We are seeing this trend you are mentioning: people have more and more subscriptions. I experienced that myself. Like you, I had only one, two, now I have 10. And renewing every year or monthly. But yes, this data becomes important, and also, there is a correlation between this data and some kind of creditworthiness assessment in some cases or KYC process that is done by someone else. When you get this subscription, you are also sharing data with the company to which you are subscribing, and they are doing their own KYC. So this is an additional check that you are able to leverage if you have access to subscription data on your end.


– I think that’s really interesting you mentioning that this is also making its way into how other departments function, and I imagine these are also products within Carbon. So I’m curious: has using alternative data or social data helped you break into and scale within new segments?

– Actually, yes. Not really a population segment but a new product. When we integrated to SEON, we started with consumer lending or standard consumer loans. We used the platform for a few months for that product only. Then, when we started seeing that we were more efficient and we were able to automate the whole fraud process with the tool, we integrated it into our other product, which is buy now pay later, our BNPL product. And now we are using it for both.

The good part of it is that we didn’t need to build another framework for this. We added one extra data point to the request payload we were sending to SEON, and we distinguished the products and where the application was coming from, if it was from consumer lending, or if it was from the BNPL product. That data point then became available in the platform for us to configure the rules. So we just pick the rules we believe can applied to this new product and use it. 

We could also use our core set of rules, like this set of over 150 rules that are the core part of our fraud framework; we are reusing these rules for BNPL. The integration to the new product was quite straightforward, and as we didn’t have to create, design, to implement a whole new risk framework or fraud framework for the new product, we were able to launch fairly quickly.

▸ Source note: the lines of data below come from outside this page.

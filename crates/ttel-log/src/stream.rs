//! Pluggable stream interface and the on-disk logical record shape.
//!
//! The concrete transport is whatever the host hands back from
//! `get_stream(dir, read, write)`; this crate only needs something
//! `Read`/`Write`, so any `File`, in-memory buffer, or test double works
//! without a bespoke trait.

use crate::error::TtelError;
use serde::{Deserialize, Serialize};
use std::io::{Read, Write};
use ttel_record::EventRecord;

#[derive(Debug, Clone, Serialize, Deserialize, PartialEq)]
pub struct PropertyRecordEntry {
    pub id: u32,
    pub is_numeric: bool,
    pub is_bound: bool,
    pub is_symbol: bool,
    pub name: String,
}

#[derive(Debug, Serialize, Deserialize)]
struct PersistedLog {
    arch: String,
    diag_enabled: bool,
    used_memory: u64,
    reserved_memory: u64,
    events: Vec<EventRecord>,
    property_records: Vec<PropertyRecordEntry>,
}

pub fn host_arch() -> String {
    std::env::consts::ARCH.to_string()
}

pub struct EmitInput<'a> {
    pub diag_enabled: bool,
    pub used_memory: u64,
    pub reserved_memory: u64,
    pub events: Vec<EventRecord>,
    pub property_records: &'a [PropertyRecordEntry],
}

pub fn emit(writer: &mut impl Write, input: EmitInput<'_>) -> Result<(), TtelError> {
    let persisted = PersistedLog {
        arch: host_arch(),
        diag_enabled: input.diag_enabled,
        used_memory: input.used_memory,
        reserved_memory: input.reserved_memory,
        events: input.events,
        property_records: input.property_records.to_vec(),
    };
    let event_count = persisted.events.len();
    serde_json::to_writer(writer, &persisted)?;
    tracing::info!(target: "ttel.stream", event_count, "emitted log");
    Ok(())
}

#[derive(Debug)]
pub struct ParsedLog {
    pub events: Vec<EventRecord>,
    pub property_records: Vec<PropertyRecordEntry>,
}

/// Parses a log, asserting the recorded architecture and diagnostics flag
/// agree with the replaying environment before handing back the events.
pub fn parse(reader: &mut impl Read, diag_enabled: bool) -> Result<ParsedLog, TtelError> {
    let persisted: PersistedLog = serde_json::from_reader(reader)?;
    let current = host_arch();
    if persisted.arch != current {
        tracing::error!(
            target: "ttel.stream",
            recorded = %persisted.arch,
            current = %current,
            "architecture mismatch, refusing to replay"
        );
        return Err(TtelError::ArchMismatch {
            recorded: persisted.arch,
            current,
        });
    }
    if persisted.diag_enabled != diag_enabled {
        tracing::error!(
            target: "ttel.stream",
            recorded = persisted.diag_enabled,
            current = diag_enabled,
            "diagnostics flag mismatch, refusing to replay"
        );
        return Err(TtelError::DiagMismatch {
            recorded: persisted.diag_enabled,
            current: diag_enabled,
        });
    }
    tracing::info!(target: "ttel.stream", event_count = persisted.events.len(), "parsed log");
    Ok(ParsedLog {
        events: persisted.events,
        property_records: persisted.property_records,
    })
}

#[cfg(test)]
mod tests {
    use super::*;
    use ttel_record::EventRecord;

    #[test]
    fn emit_then_parse_round_trips_events_and_property_records() {
        let mut buf = Vec::new();
        let events = vec![
            EventRecord::Double { event_time: 0, value: 1.5 },
            EventRecord::StringValue { event_time: 1, value: "hi".into() },
        ];
        let props = vec![PropertyRecordEntry {
            id: 7,
            is_numeric: false,
            is_bound: false,
            is_symbol: false,
            name: "length".into(),
        }];
        emit(
            &mut buf,
            EmitInput {
                diag_enabled: true,
                used_memory: 128,
                reserved_memory: 256,
                events: events.clone(),
                property_records: &props,
            },
        )
        .unwrap();

        let parsed = parse(&mut buf.as_slice(), true).unwrap();
        assert_eq!(parsed.events, events);
        assert_eq!(parsed.property_records, props);
    }

    #[test]
    fn diag_mismatch_on_parse_is_rejected() {
        let mut buf = Vec::new();
        emit(
            &mut buf,
            EmitInput {
                diag_enabled: true,
                used_memory: 0,
                reserved_memory: 0,
                events: vec![],
                property_records: &[],
            },
        )
        .unwrap();
        let err = parse(&mut buf.as_slice(), false).unwrap_err();
        assert!(matches!(err, TtelError::DiagMismatch { .. }));
    }
}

– That’s awesome. From my conversations with people in similar roles to yours and with various neobanks, BNPL providers, and loan companies, I’ve heard that most companies face two challenges: when it comes to credits and defaults, they usually bucket their challenges into two large groups. One is the first-time payment default, which is considered to be the worst of any type, and then all subsequent defaults that may happen halfway through the journey or the repayment process. So, as your team has adopted new data, new practices, and new processes, have you seen a market improvement in preventing first payment defaults, or is it more throughout the journey where you see the improvements?

– Actually, it’s both. I would say there are three aspects to this. The first one is that with the tool, as we are tackling fraud, we are tackling the first payment default directly, which then becomes all payments default, as it’s fraud. So, we put the fraud checks at the beginning of the process, and that, of course, impacts the defaults because you are taking out the fraud component at that point, but also taking out the fraud component at an earlier stage leaves us with a more clean flow afterwards. 

We retrained our machine learning models, the ones that our data science team trains to assess creditworthiness. Then, we were able to make the target for those models more specific because we removed the fraud component at the beginning. Now we are focused on these other defaults, the ones you were mentioning, that often happen later in the history of the loan. When we made the target more specific, we were able to achieve higher levels of accuracy in the model. We had a reduction in loan defaults at the beginning because of removing the fraud component. We have a reduction of defaults because we removed the fraud component from the target, so the model performed better. 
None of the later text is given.